The first week, the birds knocked off three hefty flight segments, each several hours long, to reach the border between Germany and France. But then the weather turned sour, and they were grounded for three days. On the fourth day, as they entered France, a quarter of the flock turned around and returned to the takeoff spot. The foster mom in the van following on the ground—the two women take turns driving and flying—had to go back to the start, and then spend hours on the airfield, in the blistering sun, herding the birds into crates, before driving hours to rejoin the others. The next two weeks, as they made their way south through France, were a grind. Since the ibises couldn’t be exposed to another human voice, Schiffman, once, riding along with them, had to remain silent for seven hours, raw-dogging it in the van. It didn’t exactly make for great cinema, either.
By the time they reached Narbonne, on the French side of the Pyrenees, everyone was feeling beaten down. Morale in (and between) the film and bird crews was low, to say nothing of the mood of the birds themselves, which no one could surmise. The birds could not be crated across the Pyrenees. By Fritz’s logic, it was the only section they absolutely needed to fly, to train their inner compass for the return journey. “They need to know how to get across the mountains,” he said.
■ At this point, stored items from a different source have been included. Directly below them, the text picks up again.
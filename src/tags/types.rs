use serde::{Deserialize, Deserializer, Serialize};
use serde_json::{Map, Value};

/// One editable phrase of a tag collection.
///
/// Fields the widget does not know about are kept in `extra` and written back
/// unchanged, so other collaborators can store their own data on a tag.
/// `highlighted` is derived from trigger words and is never serialized.
#[derive(Debug, Clone, PartialEq, Serialize)]
pub struct Tag {
    pub text: String,
    pub active: bool,
    #[serde(skip_serializing_if = "Option::is_none")]
    pub strength: Option<f32>,
    #[serde(skip)]
    pub highlighted: bool,
    #[serde(flatten)]
    pub extra: Map<String, Value>,
}

impl Tag {
    pub fn new(text: impl Into<String>) -> Self {
        Self {
            text: text.into(),
            active: true,
            strength: None,
            highlighted: false,
            extra: Map::new(),
        }
    }

    pub fn with_active(mut self, active: bool) -> Self {
        self.active = active;
        self
    }

    #[cfg(test)]
    pub fn with_strength(mut self, strength: f32) -> Self {
        self.strength = Some(strength);
        self
    }

    /// Lenient conversion from whatever the host stored: missing text becomes "",
    /// anything but `false` counts as active, non-numeric strength is dropped.
    pub fn from_value(value: &Value) -> Self {
        match value {
            Value::Object(map) => {
                let mut extra = map.clone();
                let text = match extra.remove("text") {
                    Some(Value::String(s)) => s,
                    Some(Value::Number(n)) => n.to_string(),
                    _ => String::new(),
                };
                let active = extra
                    .remove("active")
                    .and_then(|v| v.as_bool())
                    .unwrap_or(true);
                let strength = extra
                    .remove("strength")
                    .and_then(|v| v.as_f64())
                    .map(|s| s as f32);
                let highlighted = extra
                    .remove("highlighted")
                    .and_then(|v| v.as_bool())
                    .unwrap_or(false);
                Self {
                    text,
                    active,
                    strength,
                    highlighted,
                    extra,
                }
            }
            Value::String(s) => Tag::new(s.clone()),
            other => {
                log::debug!("Tag entry is not an object, using empty tag: {other}");
                Tag::new(String::new())
            }
        }
    }

    /// Chip label: the text, plus the strength when it is shown.
    pub fn label(&self, show_strength: bool) -> String {
        match self.strength {
            Some(s) if show_strength => format!("{} {:.2}", self.text, s),
            _ => self.text.clone(),
        }
    }
}

impl<'de> Deserialize<'de> for Tag {
    fn deserialize<D>(deserializer: D) -> Result<Self, D::Error>
    where
        D: Deserializer<'de>,
    {
        let value = Value::deserialize(deserializer)?;
        Ok(Tag::from_value(&value))
    }
}

/// Reads a persisted tag list. Accepts an array, or a string holding a JSON array
/// (older documents stored the widget value as text). Anything else is an empty list.
pub fn tags_from_value(value: &Value) -> Vec<Tag> {
    match value {
        Value::Array(items) => items.iter().map(Tag::from_value).collect(),
        Value::String(s) => match serde_json::from_str::<Value>(s) {
            Ok(Value::Array(items)) => items.iter().map(Tag::from_value).collect(),
            Ok(_) => Vec::new(),
            Err(e) => {
                log::warn!("Stored tag list is not valid JSON: {e}");
                Vec::new()
            }
        },
        _ => Vec::new(),
    }
}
After three days and one failed attempt, despite a threat of storms, and even though the helicopter was running late, they decided to go for it again. They set off at 7:30 a.m. The birds fell in behind the microlight, and they flew toward the Mediterranean, to avoid towns and air-traffic-control zones.
“Please tell me there’s a plan to cross the Pyrenees,” Schiffman radioed to Fritz.
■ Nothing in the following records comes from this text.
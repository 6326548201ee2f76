// Pure drawing code. Views read controller models and report user actions back; they own no state
// apart from transient egui memory.
pub mod cards;
pub mod filters;
pub mod pagination;
pub mod tag_panel;
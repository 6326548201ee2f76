use eframe::egui;

use crate::app::list::ListView;

/// ◀ "Page X of Y" ▶. Returns the page delta the user asked for.
pub fn draw_pagination(ui: &mut egui::Ui, view: &ListView<'_>) -> Option<i64> {
    let mut delta = None;
    ui.horizontal(|ui| {
        if ui
            .add_enabled(view.prev_enabled, egui::Button::new("◀"))
            .clicked()
        {
            delta = Some(-1);
        }
        ui.label(view.page_label());
        if ui
            .add_enabled(view.next_enabled, egui::Button::new("▶"))
            .clicked()
        {
            delta = Some(1);
        }
        if view.loading {
            ui.add(egui::Spinner::new().size(14.0));
        }
    });
    delta
}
“There’s a five-per-cent chance,” Fritz replied. “I’ll make the decision in the air.”
It started to rain. Droplets splattered the lens of the chopper cam.
“Johannes, are you going to cross the Pyrenees?”
“I’m thinking about it.”
Dark clouds pressed in over the peaks. The ground team was making its own way toward a tunnel that ran under the pass Fritz intended to fly over. “I’m taking the shot,” Fritz said over the radio. “We’re going through the Pyrenees.”
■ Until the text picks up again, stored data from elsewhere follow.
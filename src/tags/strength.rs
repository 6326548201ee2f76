use lazy_static::lazy_static;
use regex::Regex;

use crate::ui_constants::strength::{MAX, MIN};

lazy_static! {
    // "(word:1.2)" as produced by the prompt backend
    static ref WEIGHTED: Regex = Regex::new(r"^\((.+?):([\d.]+)\)$").unwrap();
}

pub fn clamp_strength(value: f32) -> f32 {
    value.clamp(MIN, MAX)
}

/// Two decimals, the precision shown on chips and written to prompts.
pub fn round_strength(value: f32) -> f32 {
    (value * 100.0).round() / 100.0
}

pub fn format_weighted(text: &str, strength: f32) -> String {
    format!("({}:{:.2})", text, strength)
}

/// Splits "(word:1.2)" into ("word", Some(1.2)); the strength is clamped.
/// Text that is not in the weighted form comes back unchanged with `None`.
pub fn parse_weighted(text: &str) -> (String, Option<f32>) {
    let trimmed = text.trim();
    if let Some(caps) = WEIGHTED.captures(trimmed) {
        if let Ok(strength) = caps[2].parse::<f32>() {
            return (caps[1].trim().to_string(), Some(clamp_strength(strength)));
        }
    }
    (text.to_string(), None)
}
As Schiffman recounted all this to me, the following day, his eyes began to well up. He’s a bright-eyed, youthful Californian, poised and irrepressible; you could imagine him as the network’s preferred front-runner on a wilderness-survival reality show. “So then the rain gets worse,” he went on. “The lens is getting doused. We’re so close to the pass! I’m, like, ‘You can’t do this to me, lens!’ We break off the route, and the pilot goes full speed to air-dry the lens.”
As the helicopter rejoined the route, Fritz flew by with the birds trailing in perfect formation, backlit, and then crested the pass. “I got my money shot,” Schiffman said.
On the Spanish side, the flock cycled on the thermals and then followed Fritz to the landing strip in Ordis, where we were now.
“In the twenty years I’ve done this, this was the most unexpected flight I’ve ever had,” Fritz said. The foster moms chattered and laughed with the birds, plying them with grubs. The aviary was erected, and the birds, exhausted and—who knows—perhaps even gratified, didn’t dither for hours, as they typically did. The crew laid out a spread of wine and cheese. The airfield had a saltwater swimming pool, and Fritz, stripping down to his skivvies, jumped in, and then, towelling off, said, “Are we flying tomorrow?”
We were, and then we weren’t. It turns out that migrating is a lot like filmmaking: hurry up and wait.
“Every theory about why they fly or not gets discredited,” Schiffman told me. “The latest was that they’d gotten too acclimated to this or that stop. Well, that theory’s shot.”
Other theories had to do with the time of day, or fluctuations in the composition of their feed, or various other distractions. Were “the rebel birds,” as Fritz called the recalcitrant ones, always the same, in this group, or did recalcitrance move through the flock like a virus? Fritz and his team, like coaches deep in a slump, tried to discern patterns of noncompliance. They wondered if one foster mom was having more success than the other, a touchy line of inquiry.